YOUR OBJECTIVE
From the listing below, return every line with the string "NotFound" in it.

════

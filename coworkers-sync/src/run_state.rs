//! Run state: the last pass report and the next scheduled pass.
//!
//! Persists a [`RunState`] JSON document at
//! `<home>/.coworkers/state/<account>.json`.
//! Writes use the same atomic `.tmp` + rename pattern as the settings.

use std::path::{Path, PathBuf};

use chrono::{DateTime, Utc};
use serde::{Deserialize, Serialize};

use crate::error::{io_err, SyncError};
use crate::run::RunReport;

/// On-disk run state for one account.
#[derive(Debug, Clone, Default, PartialEq, Eq, Serialize, Deserialize)]
pub struct RunState {
    #[serde(default, skip_serializing_if = "Option::is_none")]
    pub last: Option<RunReport>,
    #[serde(default, skip_serializing_if = "Option::is_none")]
    pub next_run: Option<DateTime<Utc>>,
}

impl RunState {
    /// Remember `report`; a completed pass also moves the next run forward.
    pub fn record(&mut self, report: RunReport) {
        if let Some(at) = report.next_run {
            self.next_run = Some(at);
        }
        self.last = Some(report);
    }

    /// Whether a pass is due at `now`. With nothing scheduled yet, it is.
    pub fn is_due(&self, now: DateTime<Utc>) -> bool {
        self.next_run.map_or(true, |at| at <= now)
    }
}

/// `~/.coworkers/state/<account_key>.json`
pub fn state_path_at(home: &Path, account_key: &str) -> PathBuf {
    home.join(".coworkers")
        .join("state")
        .join(format!("{account_key}.json"))
}

/// Load the run state; an empty state if the file does not exist yet.
pub fn load_at(home: &Path, account_key: &str) -> Result<RunState, SyncError> {
    let path = state_path_at(home, account_key);
    if !path.exists() {
        return Ok(RunState::default());
    }
    let contents = std::fs::read_to_string(&path).map_err(|e| io_err(&path, e))?;
    Ok(serde_json::from_str(&contents)?)
}

/// Save the run state atomically.
pub fn save_at(home: &Path, account_key: &str, state: &RunState) -> Result<(), SyncError> {
    let path = state_path_at(home, account_key);
    let Some(dir) = path.parent() else {
        return Err(io_err(
            path,
            std::io::Error::other("invalid run state path"),
        ));
    };
    std::fs::create_dir_all(dir).map_err(|e| io_err(dir, e))?;

    let json = serde_json::to_string_pretty(state)?;
    let tmp = path.with_extension("json.tmp");
    std::fs::write(&tmp, &json).map_err(|e| io_err(&tmp, e))?;
    std::fs::rename(&tmp, &path).map_err(|e| io_err(&path, e))?;
    Ok(())
}

/// Remove the run state. Missing state is not an error.
pub fn remove_at(home: &Path, account_key: &str) -> Result<(), SyncError> {
    let path = state_path_at(home, account_key);
    match std::fs::remove_file(&path) {
        Ok(()) => Ok(()),
        Err(err) if err.kind() == std::io::ErrorKind::NotFound => Ok(()),
        Err(err) => Err(io_err(path, err)),
    }
}
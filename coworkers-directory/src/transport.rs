//! Blocking HTTP GET with optional Basic authorization.

use std::fmt;
use std::io::Read;
use std::time::Duration;

use base64::{engine::general_purpose::STANDARD, Engine};

use crate::error::{unavailable, DirectoryError};

/// Largest body accepted from the directory (employee list or photo).
pub const MAX_BODY_BYTES: u64 = 32 * 1024 * 1024;

/// Username/password pair sent as HTTP Basic authorization.
#[derive(Clone, PartialEq, Eq)]
pub struct Credentials {
    pub username: String,
    pub password: String,
}

impl Credentials {
    pub fn new(username: impl Into<String>, password: impl Into<String>) -> Self {
        Self {
            username: username.into(),
            password: password.into(),
        }
    }

    /// `Basic base64(username:password)`
    pub fn authorization(&self) -> String {
        let raw = format!("{}:{}", self.username, self.password);
        format!("Basic {}", STANDARD.encode(raw.as_bytes()))
    }
}

impl fmt::Debug for Credentials {
    fn fmt(&self, f: &mut fmt::Formatter<'_>) -> fmt::Result {
        f.debug_struct("Credentials")
            .field("username", &self.username)
            .finish_non_exhaustive()
    }
}

/// One download, no retries. Any status other than 200 is a failure.
pub trait Transport {
    fn get(&self, url: &str, credentials: Option<&Credentials>) -> Result<Vec<u8>, DirectoryError>;
}

/// [`Transport`] backed by a shared `ureq` agent.
#[derive(Debug, Clone)]
pub struct UreqTransport {
    agent: ureq::Agent,
}

impl UreqTransport {
    pub fn new(timeout: Duration) -> Self {
        let agent = ureq::AgentBuilder::new()
            .timeout_connect(timeout)
            .timeout_read(timeout)
            .user_agent(concat!("coworkers/", env!("CARGO_PKG_VERSION")))
            .build();
        Self { agent }
    }
}

impl Default for UreqTransport {
    fn default() -> Self {
        Self::new(Duration::from_secs(30))
    }
}

impl Transport for UreqTransport {
    fn get(&self, url: &str, credentials: Option<&Credentials>) -> Result<Vec<u8>, DirectoryError> {
        tracing::debug!("download {url}");
        let mut request = self.agent.get(url);
        if let Some(credentials) = credentials {
            request = request.set("Authorization", &credentials.authorization());
        }

        let response = match request.call() {
            Ok(response) => response,
            Err(ureq::Error::Status(code, _)) => {
                return Err(unavailable(url, format!("status {code}")));
            }
            Err(err) => return Err(unavailable(url, err.to_string())),
        };
        if response.status() != 200 {
            return Err(unavailable(url, format!("status {}", response.status())));
        }

        read_body(url, response.into_reader(), MAX_BODY_BYTES)
    }
}

/// Read at most `limit` bytes; a longer body is an error, never truncated.
fn read_body(url: &str, reader: impl Read, limit: u64) -> Result<Vec<u8>, DirectoryError> {
    let mut body = Vec::new();
    reader
        .take(limit.saturating_add(1))
        .read_to_end(&mut body)
        .map_err(|e| unavailable(url, e.to_string()))?;
    if body.len() as u64 > limit {
        return Err(unavailable(url, format!("body too large (over {limit} bytes)")));
    }
    Ok(body)
}
//! Size-based rotation of the daemon log.
//!
//! Rotates `daemon.log` when it exceeds 10 MiB and keeps at most 5 rotated
//! copies: `daemon.log` -> `daemon.log.1` -> ... -> `daemon.log.5`.

use std::fs;
use std::io;
use std::path::{Path, PathBuf};

/// Maximum log file size before rotation (10 MiB).
pub const MAX_LOG_BYTES: u64 = 10 * 1024 * 1024;

/// Maximum number of rotated copies to keep.
pub const MAX_ROTATED_FILES: usize = 5;

/// Rotate `log_path` if its size reached `max_bytes`.
///
/// Returns `true` if rotation occurred. A missing log is not an error.
pub fn rotate_if_needed(log_path: &Path, max_bytes: u64, max_files: usize) -> io::Result<bool> {
    let size = match fs::metadata(log_path) {
        Ok(meta) => meta.len(),
        Err(err) if err.kind() == io::ErrorKind::NotFound => return Ok(false),
        Err(err) => return Err(err),
    };
    if size < max_bytes {
        return Ok(false);
    }

    let oldest = numbered_path(log_path, max_files);
    if oldest.exists() {
        fs::remove_file(&oldest)?;
    }
    for n in (1..max_files).rev() {
        let src = numbered_path(log_path, n);
        if src.exists() {
            fs::rename(&src, numbered_path(log_path, n + 1))?;
        }
    }
    fs::rename(log_path, numbered_path(log_path, 1))?;

    // The writer reopens the log per event, so a fresh file is picked up.
    fs::OpenOptions::new()
        .create(true)
        .truncate(true)
        .write(true)
        .open(log_path)?;
    Ok(true)
}

/// Rotate the daemon log under `home`; failures are only logged.
pub fn rotate_logs(home: &Path) {
    let log_path = crate::paths::log_path(home);
    match rotate_if_needed(&log_path, MAX_LOG_BYTES, MAX_ROTATED_FILES) {
        Ok(true) => tracing::info!(path = %log_path.display(), "log file rotated"),
        Ok(false) => {}
        Err(err) => tracing::warn!(path = %log_path.display(), error = %err, "log rotation failed"),
    }
}

/// `daemon.log` -> `daemon.log.<n>`
fn numbered_path(base: &Path, n: usize) -> PathBuf {
    let name = base
        .file_name()
        .and_then(|s| s.to_str())
        .unwrap_or(crate::paths::DAEMON_LOG);
    base.with_file_name(format!("{name}.{n}"))
}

════

REPLY
        Err(err) if err.kind() == std::io::ErrorKind::NotFound => Ok(()),
        Err(err) if err.kind() == io::ErrorKind::NotFound => return Ok(false),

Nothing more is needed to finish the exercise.